◆ Exercise objective ◆
Tally the lines containing "BoundaryWarning" in this data. Respond with the tally alone.

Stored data
- Opening Delimiter -

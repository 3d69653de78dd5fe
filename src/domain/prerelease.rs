//! Pre-release label handling for semantic versioning
//!
//! Recognizes the well-known identifiers (alpha, beta, rc) with an optional
//! iteration number, and carries anything else verbatim as a custom label.
//! According to semver.org: https://semver.org/#spec-item-9

use crate::error::{RelkitError, Result};
use std::fmt;
use std::str::FromStr;

/// Pre-release identifier type (alpha, beta, rc, or custom)
#[derive(Debug, Clone, PartialEq, Eq, PartialOrd, Ord)]
pub enum PreReleaseType {
    /// Alpha pre-release
    Alpha,
    /// Beta pre-release
    Beta,
    /// Release candidate
    ReleaseCandidate,
    /// Custom pre-release identifier, kept as written
    Custom(String),
}

impl FromStr for PreReleaseType {
    type Err = RelkitError;

    fn from_str(s: &str) -> Result<Self> {
        match s.to_lowercase().as_str() {
            "alpha" | "a" => Ok(PreReleaseType::Alpha),
            "beta" | "b" => Ok(PreReleaseType::Beta),
            "rc" => Ok(PreReleaseType::ReleaseCandidate),
            other => {
                if !other.is_empty()
                    && other.chars().all(|c| c.is_alphanumeric() || c == '-' || c == '.')
                {
                    Ok(PreReleaseType::Custom(other.to_string()))
                } else {
                    Err(RelkitError::version(format!(
                        "Invalid pre-release identifier: '{}'",
                        s
                    )))
                }
            }
        }
    }
}

impl fmt::Display for PreReleaseType {
    fn fmt(&self, f: &mut fmt::Formatter<'_>) -> fmt::Result {
        match self {
            PreReleaseType::Alpha => write!(f, "alpha"),
            PreReleaseType::Beta => write!(f, "beta"),
            PreReleaseType::ReleaseCandidate => write!(f, "rc"),
            PreReleaseType::Custom(s) => write!(f, "{}", s),
        }
    }
}

/// Pre-release label with optional iteration number
///
/// "rc.1" parses to ReleaseCandidate with iteration 1; a label whose tail
/// is not a plain number ("nightly.x86") is kept whole as a custom
/// identifier so every legal semver pre-release can round-trip.
#[derive(Debug, Clone, PartialEq, Eq)]
pub struct PreRelease {
    /// The pre-release identifier (alpha, beta, rc, or custom)
    pub identifier: PreReleaseType,
    /// Optional iteration number (incremented per release cycle)
    pub iteration: Option<u32>,
}

impl PreRelease {
    /// Create a new pre-release label
    pub fn new(identifier: PreReleaseType, iteration: Option<u32>) -> Self {
        PreRelease {
            identifier,
            iteration,
        }
    }

    /// Parse a pre-release label from a string
    ///
    /// Accepts formats like "beta", "beta.1", "rc.2", or any dotted
    /// alphanumeric-hyphen identifier sequence.
    pub fn parse(s: &str) -> Result<Self> {
        if s.is_empty() {
            return Err(RelkitError::version("Empty pre-release identifier"));
        }

        if let Some((head, tail)) = s.split_once('.') {
            if let Ok(iteration) = tail.parse::<u32>() {
                return Ok(PreRelease {
                    identifier: head.parse()?,
                    iteration: Some(iteration),
                });
            }
            // Tail is not a plain iteration number; keep the whole label
            return Ok(PreRelease {
                identifier: s.parse()?,
                iteration: None,
            });
        }

        Ok(PreRelease {
            identifier: s.parse()?,
            iteration: None,
        })
    }
}

impl fmt::Display for PreRelease {
    fn fmt(&self, f: &mut fmt::Formatter<'_>) -> fmt::Result {
        write!(f, "{}", self.identifier)?;
        if let Some(iter) = self.iteration {
            write!(f, ".{}", iter)?;
        }
        Ok(())
    }
}
use std::fmt;

/// Warnings for non-fatal conditions hit while processing pipeline inputs.
/// These are reported to the user but never fail the command.
#[derive(Debug, Clone, PartialEq)]
pub enum BoundaryWarning {
    /// Tag exists but its version part cannot be parsed as a semantic version
    UnparsableTagVersion { tag: String, reason: String },
    /// Test report was skipped (missing, unreadable, or not valid UTF-8)
    SkippedReport { path: String, reason: String },
    /// Recipe subdirectory contains no files and produced no bundle
    EmptyRecipeDirectory { path: String },
}

impl fmt::Display for BoundaryWarning {
    fn fmt(&self, f: &mut fmt::Formatter<'_>) -> fmt::Result {
        match self {
            BoundaryWarning::UnparsableTagVersion { tag, reason } => {
                write!(
                    f,
                    "Cannot parse version from tag '{}': {} - treating as edge build",
                    tag, reason
                )
            }
            BoundaryWarning::SkippedReport { path, reason } => {
                write!(f, "Skipping report '{}': {}", path, reason)
            }
            BoundaryWarning::EmptyRecipeDirectory { path } => {
                write!(f, "Recipe directory '{}' is empty, no bundle produced", path)
            }
        }
    }
}
use crate::error::{RelkitError, Result};
use crate::git::RefSource;
use git2::Repository as Git2Repo;
use std::path::Path;

/// Wrapper around git2::Repository with our trait interface
pub struct Git2RefSource {
    repo: Git2Repo,
}

impl Git2RefSource {
    /// Open or discover a git repository
    pub fn open<P: AsRef<Path>>(path: P) -> Result<Self> {
        let repo = Git2Repo::discover(path)?;

        Ok(Git2RefSource { repo })
    }

    /// Find the name of a tag pointing exactly at the given commit
    ///
    /// When several tags point at the same commit the lexicographically
    /// first one wins, so repeated runs describe the checkout identically.
    fn tag_ref_at(&self, commit_id: git2::Oid) -> Result<Option<String>> {
        let mut matches: Vec<String> = Vec::new();

        let references = self.repo.references_glob("refs/tags/*")?;
        for reference in references {
            let reference = reference?;
            let peeled = match reference.peel(git2::ObjectType::Commit) {
                Ok(obj) => obj,
                // Tags on non-commit objects cannot describe a checkout
                Err(_) => continue,
            };
            if peeled.id() == commit_id {
                if let Some(name) = reference.name() {
                    matches.push(name.to_string());
                }
            }
        }

        matches.sort();
        Ok(matches.into_iter().next())
    }
}

impl RefSource for Git2RefSource {
    fn current_ref(&self) -> Result<String> {
        let head = self.repo.head()?;
        let head_commit = head.peel_to_commit().map_err(|e| {
            RelkitError::reference(format!("Cannot resolve HEAD to a commit: {}", e))
        })?;

        if let Some(tag_ref) = self.tag_ref_at(head_commit.id())? {
            return Ok(tag_ref);
        }

        if head.is_branch() {
            if let Some(name) = head.name() {
                return Ok(name.to_string());
            }
        }

        // Detached HEAD without a tag: report the bare commit id, which
        // classifies as an unknown reference downstream
        Ok(head_commit.id().to_string())
    }
}
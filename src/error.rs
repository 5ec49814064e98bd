//! Error taxonomy for flow parsing and execution.
//!
//! [`ParseError`] and [`EnvironmentError`] are fatal and abort a run
//! before any request is sent. Everything wrapped by [`StepError`] is
//! local to one step: it fails that step and is reported in its
//! [`StepResult`](crate::model::StepResult), but never escapes the
//! scheduler.

use thiserror::Error;

/// Why a scenario source was rejected.
#[derive(Debug, Clone, PartialEq, Eq, Error)]
pub enum ParseErrorKind {
    #[error("missing request line `METHOD <url>`")]
    MissingRequestLine,
    #[error("unsupported HTTP method '{0}'")]
    InvalidMethod(String),
    #[error("request URL is empty")]
    EmptyUrl,
    #[error("malformed header line '{0}'")]
    InvalidHeader(String),
    #[error("malformed capture line '{0}'")]
    InvalidCapture(String),
    #[error("capture name '{0}' is not a valid identifier")]
    InvalidCaptureName(String),
    #[error("malformed assertion '{0}'")]
    InvalidAssertion(String),
    #[error("unknown or malformed option '{0}'")]
    InvalidOption(String),
    #[error("unterminated request block")]
    UnterminatedBlock,
    #[error("scenario contains no steps")]
    NoSteps,
    #[error("duplicate step id '{0}'")]
    DuplicateStepId(String),
    #[error("edge references unknown step '{0}'")]
    UnknownStep(String),
    #[error("dependency cycle detected involving steps: {}", .0.join(", "))]
    CycleDetected(Vec<String>),
    #[error("{0}")]
    Malformed(String),
}

/// A malformed scenario, naming the offending step when known.
#[derive(Debug, Clone, PartialEq, Eq, Error)]
#[error("{}{kind}", location_prefix(.step, .line))]
pub struct ParseError {
    /// Step id or title the error belongs to.
    pub step: Option<String>,
    /// 1-based source line, for Markdown scripts.
    pub line: Option<usize>,
    pub kind: ParseErrorKind,
}

impl ParseError {
    pub fn new(kind: ParseErrorKind) -> Self {
        Self {
            step: None,
            line: None,
            kind,
        }
    }

    pub fn in_step(step: impl Into<String>, kind: ParseErrorKind) -> Self {
        Self {
            step: Some(step.into()),
            line: None,
            kind,
        }
    }

    pub fn at_line(mut self, line: usize) -> Self {
        self.line = Some(line);
        self
    }
}

fn location_prefix(step: &Option<String>, line: &Option<usize>) -> String {
    match (step, line) {
        (Some(step), Some(line)) => format!("step '{step}' (line {line}): "),
        (Some(step), None) => format!("step '{step}': "),
        (None, Some(line)) => format!("line {line}: "),
        (None, None) => String::new(),
    }
}

/// Unknown or misconfigured environment.
#[derive(Debug, Clone, PartialEq, Eq, Error)]
pub enum EnvironmentError {
    #[error("environment '{name}' is not defined (known: {})", .known.join(", "))]
    Unknown { name: String, known: Vec<String> },
    #[error("no active environment selected; set active_env or pass --env")]
    NoneSelected,
    #[error("environment '{name}' has invalid base_url '{base_url}': {reason}")]
    InvalidBaseUrl {
        name: String,
        base_url: String,
        reason: String,
    },
}

/// A `{{name}}` placeholder with no value in scope, environment or
/// builtins.
#[derive(Debug, Clone, PartialEq, Eq, Error)]
#[error("unresolved variable '{name}'")]
pub struct UnresolvedVariableError {
    pub name: String,
}

/// A capture or assertion path that does not resolve against the
/// response body.
#[derive(Debug, Clone, PartialEq, Eq, Error)]
#[error("path '{path}' cannot be resolved: {reason}")]
pub struct CaptureError {
    pub path: String,
    pub reason: String,
}

impl CaptureError {
    pub fn new(path: impl Into<String>, reason: impl Into<String>) -> Self {
        Self {
            path: path.into(),
            reason: reason.into(),
        }
    }
}

/// Connection failure, timeout or unusable URL. Treated as "no
/// response" by the assertion evaluator.
#[derive(Debug, Clone, PartialEq, Eq, Error)]
#[error("network error: {cause}")]
pub struct NetworkError {
    pub cause: String,
    pub timed_out: bool,
}

impl NetworkError {
    pub fn new(cause: impl Into<String>) -> Self {
        Self {
            cause: cause.into(),
            timed_out: false,
        }
    }

    pub fn timeout(cause: impl Into<String>) -> Self {
        Self {
            cause: cause.into(),
            timed_out: true,
        }
    }
}

/// History store failure. Logged as a warning by the scheduler.
#[derive(Debug, Error)]
pub enum StorageError {
    #[error("history database error ({context}): {source}")]
    Database {
        context: &'static str,
        #[source]
        source: tokio_rusqlite::Error,
    },
    #[error("history log io error ({context}): {source}")]
    Io {
        context: &'static str,
        #[source]
        source: std::io::Error,
    },
    #[error("history record encoding error: {0}")]
    Encoding(#[from] serde_json::Error),
    #[error("history record {0} not found")]
    NotFound(i64),
    #[error("history record is corrupt: {0}")]
    Corrupt(String),
}

/// Step-local failure recorded into the step result.
#[derive(Debug, Clone, PartialEq, Eq, Error)]
pub enum StepError {
    #[error(transparent)]
    Unresolved(#[from] UnresolvedVariableError),
    #[error(transparent)]
    Network(#[from] NetworkError),
    #[error(transparent)]
    Capture(#[from] CaptureError),
}

/// Hard failures that propagate to the caller of a run.
#[derive(Debug, Error)]
pub enum KestError {
    #[error(transparent)]
    Parse(#[from] ParseError),
    #[error(transparent)]
    Environment(#[from] EnvironmentError),
    #[error("io error: {0}")]
    Io(#[from] std::io::Error),
    #[error("run task failed: {0}")]
    Task(String),
}

pub type Result<T, E = KestError> = std::result::Result<T, E>;

#[cfg(test)]
mod tests {
    use super::*;

    #[test]
    fn parse_error_names_step_and_line() {
        let err = ParseError::in_step(
            "Step 2: login",
            ParseErrorKind::InvalidMethod("FETCH".to_string()),
        )
        .at_line(14);
        assert_eq!(
            err.to_string(),
            "step 'Step 2: login' (line 14): unsupported HTTP method 'FETCH'"
        );
    }

    #[test]
    fn cycle_lists_members() {
        let err = ParseError::new(ParseErrorKind::CycleDetected(vec![
            "a".to_string(),
            "b".to_string(),
        ]));
        assert_eq!(
            err.to_string(),
            "dependency cycle detected involving steps: a, b"
        );
    }

    #[test]
    fn unknown_environment_lists_known_names() {
        let err = EnvironmentError::Unknown {
            name: "prod".to_string(),
            known: vec!["dev".to_string(), "staging".to_string()],
        };
        assert!(err.to_string().contains("dev, staging"));
    }
}
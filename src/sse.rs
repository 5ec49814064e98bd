//! SSE (Server-Sent Events) framing for the progress stream.
//!
//! Every step transition becomes one `step` event and every finished
//! run one `done` event:
//!
//! ```text
//! event: step
//! data: {"run_id":"…","step_id":"login","status":"passed","data":{"duration_ms":42}}
//!
//! event: done
//! data: {"run_id":"…","status":"passed"}
//! ```

use serde_json::{json, Map, Value};
use tokio::io::{AsyncWrite, AsyncWriteExt};
use tokio::sync::mpsc;

use crate::report::ProgressEvent;

/// A parsed SSE event with event type and data payload.
#[derive(Debug, Clone)]
pub struct SseEvent {
    /// The `event:` field (`step`, `done`)
    pub event_type: String,
    /// The raw `data:` payload text
    pub data_raw: String,
    /// Parsed JSON from the data payload, if valid JSON
    pub data_json: Option<Value>,
}

/// Encode one progress event as an SSE frame, blank line included.
pub fn encode_event(event: &ProgressEvent) -> String {
    let (name, payload) = match event {
        ProgressEvent::Step(step) => {
            let mut data = Map::new();
            if let Some(ms) = step.duration_ms {
                data.insert("duration_ms".into(), Value::from(ms));
            }
            (
                "step",
                json!({
                    "run_id": step.run_id,
                    "step_id": step.step_id,
                    "status": step.status,
                    "data": Value::Object(data),
                }),
            )
        }
        ProgressEvent::Done {
            run_id,
            status,
            canceled,
            ..
        } => (
            "done",
            json!({
                "run_id": run_id,
                "status": status,
                "canceled": canceled,
            }),
        ),
    };
    format!("event: {name}\ndata: {payload}\n\n")
}

/// Forward events as SSE frames until every sender is dropped.
/// Returns the number of frames written.
pub async fn write_stream<W>(
    rx: &mut mpsc::Receiver<ProgressEvent>,
    out: &mut W,
) -> std::io::Result<usize>
where
    W: AsyncWrite + Unpin,
{
    let mut frames = 0;
    while let Some(event) = rx.recv().await {
        out.write_all(encode_event(&event).as_bytes()).await?;
        out.flush().await?;
        frames += 1;
    }
    Ok(frames)
}

/// Parse a raw SSE text body into a list of structured events.
pub fn parse_sse_events(body: &str) -> Vec<SseEvent> {
    let mut events = Vec::new();
    let mut current_event_type: Option<String> = None;
    let mut current_data_parts: Vec<String> = Vec::new();

    let mut flush = |event_type: Option<String>, parts: &mut Vec<String>| {
        if let Some(event_type) = event_type {
            let data_raw = parts.join("\n");
            let data_json = serde_json::from_str::<Value>(&data_raw).ok();
            events.push(SseEvent {
                event_type,
                data_raw,
                data_json,
            });
        }
        parts.clear();
    };

    for line in body.lines() {
        if let Some(stripped) = line.strip_prefix("event:") {
            flush(current_event_type.take(), &mut current_data_parts);
            current_event_type = Some(stripped.trim().to_string());
        } else if let Some(stripped) = line.strip_prefix("data:") {
            current_data_parts.push(stripped.trim().to_string());
        } else if line.is_empty() {
            // Blank line = event boundary
            flush(current_event_type.take(), &mut current_data_parts);
        }
    }
    // Final event without a trailing blank line
    flush(current_event_type.take(), &mut current_data_parts);

    events
}
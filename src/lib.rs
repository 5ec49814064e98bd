//! Kest flow execution engine.
//!
//! Parses Markdown flow scripts and step graphs into scenarios, runs
//! them against an HTTP API with templated variables, captures and
//! assertions, records every exchange in a local history store, and
//! reports progress as console lines or an SSE stream.

pub mod assertion;
pub mod capture;
pub mod config;
pub mod error;
pub mod graph;
pub mod history;
pub mod http;
pub mod markdown_parser;
pub mod model;
pub mod report;
pub mod runner;
pub mod scope;
pub mod sink;
pub mod sse;
pub mod template;

pub use config::{load_path, load_scenario, KestConfig};
pub use error::{KestError, ParseError, StepError};
pub use http::{HttpExecutor, ReqwestExecutor};
pub use model::*;
pub use runner::{CancelToken, FlowRunner, RunOptions, ScenarioRunner};
pub use scope::{RunContext, VariableScope};

pub const VERSION: &str = env!("CARGO_PKG_VERSION");
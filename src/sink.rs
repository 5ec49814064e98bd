use crate::model::Run;
use anyhow::{Context, Result};
use serde::{Deserialize, Serialize};
use std::time::Duration;
use tracing::warn;

const MAX_RETRIES: u32 = 3;

/// Acknowledgement returned by the console for a submitted run.
#[derive(Debug, Clone, Default, Serialize, Deserialize)]
pub struct SubmitResponse {
    #[serde(default)]
    pub run_id: Option<String>,
    #[serde(default)]
    pub view_url: Option<String>,
}

/// Client for the web console's run intake endpoint.
pub struct ConsoleSink {
    console_url: String,
    token: Option<String>,
    retry_base: Duration,
    http: reqwest::Client,
}

impl ConsoleSink {
    pub fn new(console_url: impl Into<String>) -> Result<Self> {
        let http = reqwest::Client::builder()
            .timeout(Duration::from_secs(30))
            .build()
            .context("failed to build HTTP client")?;
        Ok(Self {
            console_url: console_url.into(),
            token: None,
            retry_base: Duration::from_millis(500),
            http,
        })
    }

    /// Send `Authorization: Bearer <token>` with every submission.
    pub fn with_token(mut self, token: impl Into<String>) -> Self {
        self.token = Some(token.into());
        self
    }

    /// Base delay for the exponential backoff between retries.
    pub fn with_retry_base(mut self, delay: Duration) -> Self {
        self.retry_base = delay;
        self
    }

    pub fn endpoint(&self) -> String {
        format!("{}/v1/runs", self.console_url.trim_end_matches('/'))
    }

    /// Submit one final run record.
    ///
    /// Retries up to 3 times with exponential backoff on 5xx responses
    /// and network errors. An empty success body is accepted.
    pub async fn submit(&self, run: &Run) -> Result<SubmitResponse> {
        let url = self.endpoint();

        for attempt in 0..=MAX_RETRIES {
            let mut request = self.http.post(&url);
            if let Some(token) = &self.token {
                request = request.bearer_auth(token);
            }

            let delay = self.retry_base * 2u32.pow(attempt);
            match request.json(run).send().await {
                Ok(resp) if resp.status().is_success() => {
                    let body = resp.text().await.context("failed to read console response")?;
                    if body.trim().is_empty() {
                        return Ok(SubmitResponse::default());
                    }
                    return serde_json::from_str(&body).context("failed to parse console response");
                }
                Ok(resp) if resp.status().is_server_error() && attempt < MAX_RETRIES => {
                    warn!(
                        status = %resp.status(),
                        attempt = attempt + 1,
                        "console server error, retrying in {:?}",
                        delay
                    );
                    tokio::time::sleep(delay).await;
                }
                Ok(resp) => {
                    let status = resp.status();
                    let body = resp.text().await.unwrap_or_default();
                    anyhow::bail!("console rejected run {}: {status} - {body}", run.id);
                }
                Err(e) if attempt < MAX_RETRIES => {
                    warn!(
                        error = %e,
                        attempt = attempt + 1,
                        "console unreachable, retrying in {:?}",
                        delay
                    );
                    tokio::time::sleep(delay).await;
                }
                Err(e) => {
                    return Err(e).context(format!(
                        "failed to submit run {} after {MAX_RETRIES} retries",
                        run.id
                    ));
                }
            }
        }

        anyhow::bail!("failed to submit run {} after {MAX_RETRIES} retries", run.id)
    }

    /// Submit every run, logging failures instead of returning them.
    pub async fn submit_all(&self, runs: &[Run]) -> usize {
        let mut delivered = 0;
        for run in runs {
            match self.submit(run).await {
                Ok(_) => delivered += 1,
                Err(e) => warn!("Could not deliver run {} to console: {:#}", run.id, e),
            }
        }
        delivered
    }
}
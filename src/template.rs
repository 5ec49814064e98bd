//! `{{name}}` placeholder expansion.
//!
//! Non-builtin names resolve against the run's [`VariableScope`]
//! (captures first, then environment variables). Names starting with
//! `$` are builtins and produce a fresh value on every occurrence:
//!
//! - `{{$timestamp}}` - Unix time in seconds
//! - `{{$timestampMs}}` - Unix time in milliseconds
//! - `{{$isoTimestamp}}` - RFC 3339 UTC timestamp
//! - `{{$randomInt}}` - integer in `0..10000`
//! - `{{$randomString}}` - 8 alphanumeric characters
//! - `{{$uuid}}` - random UUID v4

use std::sync::LazyLock;

use chrono::{SecondsFormat, Utc};
use rand::distr::Alphanumeric;
use rand::Rng;
use regex::Regex;
use serde_json::Value;
use tracing::trace;

use crate::error::UnresolvedVariableError;
use crate::scope::{VariableScope, VariableSource};

static PLACEHOLDER_RE: LazyLock<Regex> = LazyLock::new(|| {
    Regex::new(r"\{\{\s*(\$?[A-Za-z_][A-Za-z0-9_.\-]*)\s*\}\}")
        .expect("failed to compile placeholder regex")
});

/// Expand every placeholder in `template`.
///
/// Fails on the first name that is neither in scope nor a builtin.
pub fn resolve(
    template: &str,
    scope: &VariableScope,
) -> Result<String, UnresolvedVariableError> {
    let mut out = String::with_capacity(template.len());
    let mut last = 0;

    for caps in PLACEHOLDER_RE.captures_iter(template) {
        let (Some(whole), Some(name)) = (caps.get(0), caps.get(1)) else {
            continue;
        };
        out.push_str(&template[last..whole.start()]);
        out.push_str(&render(&lookup(name.as_str(), scope)?.value));
        last = whole.end();
    }
    out.push_str(&template[last..]);

    Ok(out)
}

/// Resolve a template to a JSON value.
///
/// A template consisting of exactly one non-builtin placeholder keeps
/// the variable's JSON type (`{{id}}` with `id = 42` yields the number
/// 42). Anything else resolves to a string.
pub fn resolve_value(
    template: &str,
    scope: &VariableScope,
) -> Result<Value, UnresolvedVariableError> {
    if let Some(caps) = PLACEHOLDER_RE.captures(template.trim()) {
        let whole_match = caps
            .get(0)
            .is_some_and(|m| m.as_str().len() == template.trim().len());
        if let (true, Some(name)) = (whole_match, caps.get(1)) {
            return lookup(name.as_str(), scope).map(|resolved| resolved.value);
        }
    }
    resolve(template, scope).map(Value::String)
}

/// Return `true` when `text` contains at least one placeholder.
pub fn has_placeholders(text: &str) -> bool {
    PLACEHOLDER_RE.is_match(text)
}

pub fn is_builtin(name: &str) -> bool {
    name.starts_with('$')
}

/// A placeholder's value and where it came from.
#[derive(Debug, Clone, PartialEq)]
pub struct Resolved {
    pub value: Value,
    pub source: VariableSource,
}

/// Resolve a single placeholder name. Builtins are generated fresh;
/// everything else comes from the scope.
pub fn lookup(name: &str, scope: &VariableScope) -> Result<Resolved, UnresolvedVariableError> {
    let unresolved = || UnresolvedVariableError {
        name: name.to_string(),
    };
    if is_builtin(name) {
        let value = generate_builtin(name).ok_or_else(unresolved)?;
        return Ok(Resolved {
            value: Value::String(value),
            source: VariableSource::Builtin,
        });
    }
    let scoped = scope.get(name).ok_or_else(unresolved)?;
    trace!("Resolved '{}' from {:?}", name, scoped.source);
    Ok(Resolved {
        value: scoped.value.clone(),
        source: scoped.source,
    })
}

/// String form used when a value is spliced into text: strings are
/// inserted raw, everything else as compact JSON.
pub fn render(value: &Value) -> String {
    match value {
        Value::String(s) => s.clone(),
        other => other.to_string(),
    }
}

fn generate_builtin(name: &str) -> Option<String> {
    let now = Utc::now();
    match name {
        "$timestamp" => Some(now.timestamp().to_string()),
        "$timestampMs" => Some(now.timestamp_millis().to_string()),
        "$isoTimestamp" => {
            Some(now.to_rfc3339_opts(SecondsFormat::Millis, true))
        }
        "$randomInt" => Some(rand::rng().random_range(0..10_000_u32).to_string()),
        "$randomString" => Some(
            rand::rng()
                .sample_iter(&Alphanumeric)
                .take(8)
                .map(char::from)
                .collect(),
        ),
        "$uuid" => Some(uuid::Uuid::new_v4().to_string()),
        _ => None,
    }
}

#[cfg(test)]
mod tests {
    use super::*;
    use crate::model::Environment;
    use serde_json::json;

    fn scope_with(pairs: &[(&str, Value)]) -> VariableScope {
        let mut scope = VariableScope::new();
        for (k, v) in pairs {
            scope.set_captured(*k, v.clone());
        }
        scope
    }

    #[test]
    fn replaces_scope_values() {
        let scope = scope_with(&[("id", json!(42)), ("name", json!("alice"))]);
        assert_eq!(
            resolve("/users/{{id}}?n={{ name }}", &scope).unwrap(),
            "/users/42?n=alice"
        );
    }

    #[test]
    fn captured_value_round_trips_as_literal() {
        let scope = scope_with(&[("id", json!(42))]);
        assert_eq!(resolve("{{id}}", &scope).unwrap(), "42");
        assert_eq!(resolve_value("{{id}}", &scope).unwrap(), json!(42));
    }

    #[test]
    fn environment_is_fallback() {
        let env = Environment::new("dev").with_variable("host", "example.org");
        let scope = VariableScope::from_environment(&env);
        assert_eq!(resolve("{{host}}", &scope).unwrap(), "example.org");
    }

    #[test]
    fn unresolved_name_is_reported() {
        let err = resolve("Bearer {{access_token}}", &VariableScope::new())
            .unwrap_err();
        assert_eq!(err.name, "access_token");
    }

    #[test]
    fn unknown_builtin_is_unresolved() {
        let err = resolve("{{$nope}}", &VariableScope::new()).unwrap_err();
        assert_eq!(err.name, "$nope");
    }

    #[test]
    fn builtins_bypass_scope() {
        let scope = scope_with(&[("$uuid", json!("shadow"))]);
        let out = resolve("{{$uuid}}", &scope).unwrap();
        assert_ne!(out, "shadow");
        assert_eq!(out.len(), 36);
    }

    #[test]
    fn lookup_reports_provenance() {
        let env = Environment::new("dev").with_variable("host", "example.org");
        let mut scope = VariableScope::from_environment(&env);
        scope.set_captured("id", json!(3));

        assert_eq!(lookup("host", &scope).unwrap().source, VariableSource::Environment);
        assert_eq!(
            lookup("id", &scope).unwrap(),
            Resolved {
                value: json!(3),
                source: VariableSource::Captured
            }
        );
        let builtin = lookup("$uuid", &scope).unwrap();
        assert_eq!(builtin.source, VariableSource::Builtin);
        assert!(builtin.value.is_string());
    }

    #[test]
    fn builtins_are_generated_per_occurrence() {
        let out = resolve("{{$uuid}} {{$uuid}}", &VariableScope::new()).unwrap();
        let parts: Vec<&str> = out.split(' ').collect();
        assert_eq!(parts.len(), 2);
        assert_ne!(parts[0], parts[1]);
    }

    #[test]
    fn numeric_builtins_parse() {
        let scope = VariableScope::new();
        assert!(resolve("{{$timestamp}}", &scope)
            .unwrap()
            .parse::<i64>()
            .is_ok());
        let n: u32 = resolve("{{$randomInt}}", &scope).unwrap().parse().unwrap();
        assert!(n < 10_000);
        assert_eq!(resolve("{{$randomString}}", &scope).unwrap().len(), 8);
    }

    #[test]
    fn mixed_template_resolves_to_string() {
        let scope = scope_with(&[("id", json!(7))]);
        assert_eq!(
            resolve_value("item-{{id}}", &scope).unwrap(),
            json!("item-7")
        );
    }

    #[test]
    fn text_without_placeholders_is_unchanged() {
        let body = r#"{"a": {"b": 1}}"#;
        assert_eq!(resolve(body, &VariableScope::new()).unwrap(), body);
        assert!(!has_placeholders(body));
    }
}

- Closing Delimiter -

◆ Output for this exercise ◆
5